Top of DATASET EXCERPTS

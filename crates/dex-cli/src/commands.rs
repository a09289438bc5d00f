use std::path::PathBuf;
use std::time::Instant;

use anyhow::{Context, Result, bail};
use comfy_table::Table;
use indicatif::{ProgressBar, ProgressStyle};
use tracing::{info, info_span};

use dex_core::{MatchEngine, MatchRun, TermSet};
use dex_ingest::{read_csv_table, read_term_list, resolve_column};
use dex_model::{RunOptions, SearchMode};
use dex_output::write_records_file;
use dex_vocab::read_class_members_file;

use crate::cli::{ModeArg, RunArgs, VocabularyArgs};
use crate::summary::apply_table_style;

/// Everything the summary needs about a completed run.
pub struct RunReport {
    pub input: PathBuf,
    pub output: Option<PathBuf>,
    pub rows: usize,
    pub terms: usize,
    pub comparisons: u64,
    pub matches: usize,
}

pub fn run_extract(args: &RunArgs) -> Result<RunReport> {
    let mode = search_mode(args.mode);
    let span = info_span!("run", input = %args.input.display(), mode = ?mode);
    let _guard = span.enter();

    let table = read_csv_table(&args.input)?;
    if table.headers.is_empty() {
        bail!("{}: no header row", args.input.display());
    }
    let id_column = resolve_column(&table.headers, &args.id_column)
        .context("resolve identifier column")?;
    let target_column = resolve_column(&table.headers, &args.target_column)
        .context("resolve target column")?;

    let options = RunOptions {
        mode,
        id_column: Some(id_column),
        target_column: Some(target_column),
        max_edits: args.max_edits,
        min_similarity: args.min_similarity,
    };
    let config = options.validate(table.headers.len())?;
    let terms = load_terms(args, mode)?;
    if terms.is_empty() {
        bail!("no search terms to match");
    }
    info!(
        rows = table.rows.len(),
        terms = terms.len(),
        "starting matching pass"
    );

    let engine = MatchEngine::new(config, &terms);
    let start = Instant::now();
    let bar = progress_bar(table.rows.len() as u64);
    let mut run = MatchRun {
        rows: table.rows.len(),
        ..MatchRun::default()
    };
    for (index, row) in table.rows.iter().enumerate() {
        let matched = engine.match_row(index, row)?;
        run.comparisons += matched.comparisons;
        run.records.extend(matched.records);
        bar.inc(1);
    }
    bar.finish_and_clear();
    info!(
        matches = run.records.len(),
        comparisons = run.comparisons,
        duration_ms = start.elapsed().as_millis(),
        "matching pass complete"
    );

    let output = if args.dry_run {
        None
    } else {
        write_records_file(&args.output, mode, &run.records)?;
        Some(args.output.clone())
    };
    Ok(RunReport {
        input: args.input.clone(),
        output,
        rows: run.rows,
        terms: terms.len(),
        comparisons: run.comparisons,
        matches: run.records.len(),
    })
}

pub fn run_vocabulary(args: &VocabularyArgs) -> Result<()> {
    let entries = read_class_members_file(&args.payload, &args.class_id)?;
    let mut table = Table::new();
    table.set_header(vec!["Name", "RxCUI", "Class", "Synonyms"]);
    apply_table_style(&mut table);
    for entry in &entries {
        let synonyms = entry.name.split('/').filter(|s| !s.trim().is_empty()).count();
        table.add_row(vec![
            entry.name.clone(),
            entry.rx_id.clone(),
            entry.class_id.clone(),
            synonyms.to_string(),
        ]);
    }
    println!("{table}");
    println!("{} entries", entries.len());
    Ok(())
}

fn search_mode(mode: ModeArg) -> SearchMode {
    match mode {
        ModeArg::Simple => SearchMode::Simple,
        ModeArg::Drug => SearchMode::Drug,
    }
}

fn load_terms(args: &RunArgs, mode: SearchMode) -> Result<TermSet> {
    match mode {
        SearchMode::Simple => {
            if args.vocabulary.is_some() || args.class_id.is_some() {
                bail!("--vocabulary/--class-id belong to drug mode");
            }
            let mut words = args.terms.clone();
            if let Some(path) = &args.terms_file {
                words.extend(read_term_list(path)?);
            }
            if words.is_empty() {
                bail!("simple mode needs --term or --terms-file");
            }
            Ok(TermSet::plain(words))
        }
        SearchMode::Drug => {
            if !args.terms.is_empty() || args.terms_file.is_some() {
                bail!("--term/--terms-file belong to simple mode");
            }
            let payload = args
                .vocabulary
                .as_ref()
                .context("drug mode needs --vocabulary")?;
            let class_id = args.class_id.as_ref().context("drug mode needs --class-id")?;
            let entries = read_class_members_file(payload, class_id)?;
            if entries.is_empty() {
                bail!("vocabulary payload has no entries");
            }
            Ok(TermSet::vocabulary(&entries))
        }
    }
}

fn progress_bar(len: u64) -> ProgressBar {
    let style = ProgressStyle::with_template(
        "{msg} [{elapsed_precise}] [{bar:40.cyan/blue}] {pos:>7}/{len:7} ({eta})",
    )
    .unwrap_or_else(|_| ProgressStyle::default_bar())
    .progress_chars("##-");
    ProgressBar::new(len)
        .with_style(style)
        .with_message("Matching rows")
}
//! Shared data model for the drug-extract workspace.

pub mod config;
pub mod error;
pub mod options;
pub mod record;
pub mod term;

pub use config::{Acceptance, MatchConfig, SearchMode};
pub use error::{DexError, Result};
pub use options::RunOptions;
pub use record::MatchRecord;
pub use term::{TermIdentity, VocabularyEntry};

#[cfg(test)]
mod tests {
    use super::{MatchRecord, TermIdentity};

    #[test]
    fn record_serializes_flat() {
        let record = MatchRecord {
            record_id: "17".to_string(),
            edits: 1,
            similarity: 0.857,
            matched_term: "COCANE".to_string(),
            term: TermIdentity::Plain {
                search_term: "COCAINE".to_string(),
            },
        };
        let json = serde_json::to_string(&record).expect("serialize record");
        let round: MatchRecord = serde_json::from_str(&json).expect("deserialize record");
        assert_eq!(round, record);
        assert!(json.contains("\"search_term\":\"COCAINE\""));
    }

    #[test]
    fn vocabulary_identity_search_text() {
        let term = TermIdentity::Vocabulary {
            drug_name: "ACETAMINOPHEN".to_string(),
            rx_id: "161".to_string(),
            class_id: "N02BE".to_string(),
        };
        assert_eq!(term.search_text(), "ACETAMINOPHEN");
    }
}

Bottom of DATASET EXCERPTS

WHAT TO PRODUCE: If a line of the data holds the string "MatchEngine", count it. Then state the total and nothing more.

RESULT BELOW: 2